*WHAT IS NEEDED*
Every line below from the one containing "use crate::codec::Record;" through the one containing "#[derive(Debug, Clone, PartialEq, Eq, Serialize, Deserialize)]" must be transcribed exactly. Omit all lines outside that stretch.

* * * *

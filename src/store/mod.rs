//! Cluster state store adapter
//!
//! Wraps a hierarchical, watchable coordination service with strict session
//! semantics. The cluster tree is the single source of truth for which
//! indexes exist, which nodes are alive and which shard is served where.
//!
//! # Contract
//!
//! - Entries are addressed by absolute `/`-separated paths and hold one
//!   serialized record each (see [`crate::codec`]).
//! - [`CreateMode::Ephemeral`] entries belong to the creating session and
//!   disappear when that session ends. This is the failure detector.
//! - Every operation fails with `ConnectionLost` while the session is broken.
//!   Callers retry; [`StoreExt::ensure_created`] and [`StoreExt::ensure_deleted`]
//!   treat "already in the expected end state" on a retry as success.
//! - When a session expires the adapter opens a new one and emits
//!   [`SessionEvent::NewSession`]. Owners of ephemeral state must treat this
//!   as "removed from the cluster" and register again from scratch.
//!
//! # Backends
//!
//! - [`memory`] - the coordination engine itself, usable in-process
//! - [`server`] - axum service exposing a [`memory::MemoryStore`] to other processes
//! - [`remote`] - reqwest client for [`server`]

pub mod layout;
pub mod memory;
pub mod remote;
pub mod server;
pub mod watch;

use async_trait::async_trait;
use serde::{Deserialize, Serialize};
use std::sync::atomic::{AtomicU32, Ordering};
use tokio::sync::broadcast;

use crate::codec::Record;
use crate::error::{Error, Result};
use crate::utils::retry::{with_retry_if, RetryConfig};

pub use layout::ClusterLayout;
pub use memory::{MemorySession, MemoryStore};
pub use remote::RemoteStore;
pub use watch::{watch_children, watch_data, ChildChange, ChildWatch, DataChange, DataWatch};

/// Identifier of a coordination session
pub type SessionId = u64;

/// Lifetime of a created entry
#[derive(Debug, Clone, Copy, PartialEq, Eq, Serialize, Deserialize)]
#[serde(rename_all = "lowercase")]
pub enum CreateMode {
    /// Survives the creating session
    Persistent,
    /// Removed automatically when the creating session ends
    Ephemeral,
}

/// Kind of change applied to one entry of the tree
#[derive(Debug, Clone, Copy, PartialEq, Eq, Serialize, Deserialize)]
#[serde(rename_all = "snake_case")]
pub enum TreeEventKind {
    Created,
    DataChanged,
    Deleted,
    /// Events were lost; watchers must re-read their state
    Reset,
}

/// One change to the cluster tree, in global order
#[derive(Debug, Clone, PartialEq, Eq, Serialize, Deserialize)]
pub struct TreeEvent {
    pub seq: u64,
    pub path: String,
    pub kind: TreeEventKind,
}

/// Session lifecycle notifications
#[derive(Debug, Clone, Copy, PartialEq, Eq)]
pub enum SessionEvent {
    /// The service is unreachable; the session may still be alive
    Disconnected,
    /// The service is reachable again and the old session survived
    Reconnected,
    /// The session ended; its ephemeral entries are gone
    Expired { session: SessionId },
    /// A fresh session replaced an expired one
    NewSession { session: SessionId },
}

/// Hierarchical, watchable coordination store bound to one session
#[async_trait]
pub trait ClusterStore: Send + Sync {
    /// Current session identifier
    fn session_id(&self) -> SessionId;

    /// Check whether an entry exists
    async fn exists(&self, path: &str) -> Result<bool>;

    /// Create an entry; missing parents are created as persistent empty entries
    async fn create(&self, path: &str, data: Vec<u8>, mode: CreateMode) -> Result<()>;

    /// Read the data of an entry
    async fn read_data(&self, path: &str) -> Result<Vec<u8>>;

    /// Replace the data of an entry as a whole
    async fn write_data(&self, path: &str, data: Vec<u8>) -> Result<()>;

    /// Delete an entry together with its whole subtree
    async fn delete(&self, path: &str) -> Result<()>;

    /// Names of the direct children of an entry, sorted
    async fn get_children(&self, path: &str) -> Result<Vec<String>>;

    /// Feed of all tree changes, used to derive watches
    fn subscribe(&self) -> broadcast::Receiver<TreeEvent>;

    /// Feed of session lifecycle notifications
    fn session_events(&self) -> broadcast::Receiver<SessionEvent>;

    /// End the session; ephemeral entries of this session are removed
    async fn close(&self) -> Result<()>;
}

fn is_connection_lost(err: &Error) -> bool {
    err.is_connection_lost()
}

/// Typed and idempotent helpers on top of [`ClusterStore`]
#[async_trait]
pub trait StoreExt: ClusterStore {
    /// Read and decode a record
    async fn read_record<R: Record + Send>(&self, path: &str) -> Result<R> {
        let bytes = self.read_data(path).await?;
        R::decode(&bytes)
    }

    /// Read and decode a record, mapping a missing entry to `None`
    async fn try_read_record<R: Record + Send>(&self, path: &str) -> Result<Option<R>> {
        match self.read_data(path).await {
            Ok(bytes) => R::decode(&bytes).map(Some),
            Err(e) if e.is_not_found() => Ok(None),
            Err(e) => Err(e),
        }
    }

    /// Encode and create a record
    async fn create_record<R: Record + Sync>(
        &self,
        path: &str,
        record: &R,
        mode: CreateMode,
    ) -> Result<()> {
        self.create(path, record.encode()?, mode).await
    }

    /// Encode and overwrite a record
    async fn write_record<R: Record + Sync>(&self, path: &str, record: &R) -> Result<()> {
        self.write_data(path, record.encode()?).await
    }

    /// Overwrite a record, creating it if it does not exist yet
    async fn upsert_record<R: Record + Sync>(
        &self,
        path: &str,
        record: &R,
        mode: CreateMode,
    ) -> Result<()> {
        let bytes = record.encode()?;
        match self.write_data(path, bytes.clone()).await {
            Err(e) if e.is_not_found() => match self.create(path, bytes.clone(), mode).await {
                Err(e) if e.is_already_exists() => self.write_data(path, bytes).await,
                other => other,
            },
            other => other,
        }
    }

    /// Create an entry, retrying on `ConnectionLost`.
    ///
    /// Returns `Ok(true)` if this call created the entry and `Ok(false)` if a
    /// retry found it already present. `AlreadyExists` on the first attempt
    /// is returned to the caller.
    async fn ensure_created(
        &self,
        path: &str,
        data: Vec<u8>,
        mode: CreateMode,
        retry: &RetryConfig,
    ) -> Result<bool> {
        let counter = AtomicU32::new(0);
        let attempts = &counter;
        let data = &data;
        with_retry_if(
            retry,
            move || {
                let data = data.clone();
                async move {
                    let attempt = attempts.fetch_add(1, Ordering::SeqCst);
                    match self.create(path, data, mode).await {
                        Ok(()) => Ok(true),
                        Err(e) if e.is_already_exists() && attempt > 0 => Ok(false),
                        Err(e) => Err(e),
                    }
                }
            },
            is_connection_lost,
        )
        .await
    }

    /// Delete an entry, retrying on `ConnectionLost`.
    ///
    /// Returns `Ok(false)` if the entry was already gone.
    async fn ensure_deleted(&self, path: &str, retry: &RetryConfig) -> Result<bool> {
        with_retry_if(
            retry,
            move || async move {
                match self.delete(path).await {
                    Ok(()) => Ok(true),
                    Err(e) if e.is_not_found() => Ok(false),
                    Err(e) => Err(e),
                }
            },
            is_connection_lost,
        )
        .await
    }

    /// Children of an entry, mapping a missing entry to an empty list
    async fn children_or_empty(&self, path: &str) -> Result<Vec<String>> {
        match self.get_children(path).await {
            Ok(children) => Ok(children),
            Err(e) if e.is_not_found() => Ok(Vec::new()),
            Err(e) => Err(e),
        }
    }
}

impl<T: ClusterStore + ?Sized> StoreExt for T {}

* * * *

*EXPECTED OUTPUT*
use crate::codec::Record;
use crate::error::{Error, Result};
use crate::utils::retry::{with_retry_if, RetryConfig};

pub use layout::ClusterLayout;
pub use memory::{MemorySession, MemoryStore};
pub use remote::RemoteStore;
pub use watch::{watch_children, watch_data, ChildChange, ChildWatch, DataChange, DataWatch};

/// Identifier of a coordination session
pub type SessionId = u64;

/// Lifetime of a created entry
#[derive(Debug, Clone, Copy, PartialEq, Eq, Serialize, Deserialize)]
#[serde(rename_all = "lowercase")]
pub enum CreateMode {
    /// Survives the creating session
    Persistent,
    /// Removed automatically when the creating session ends
    Ephemeral,
}

/// Kind of change applied to one entry of the tree
#[derive(Debug, Clone, Copy, PartialEq, Eq, Serialize, Deserialize)]
#[serde(rename_all = "snake_case")]
pub enum TreeEventKind {
    Created,
    DataChanged,
    Deleted,
    /// Events were lost; watchers must re-read their state
    Reset,
}

/// One change to the cluster tree, in global order
#[derive(Debug, Clone, PartialEq, Eq, Serialize, Deserialize)]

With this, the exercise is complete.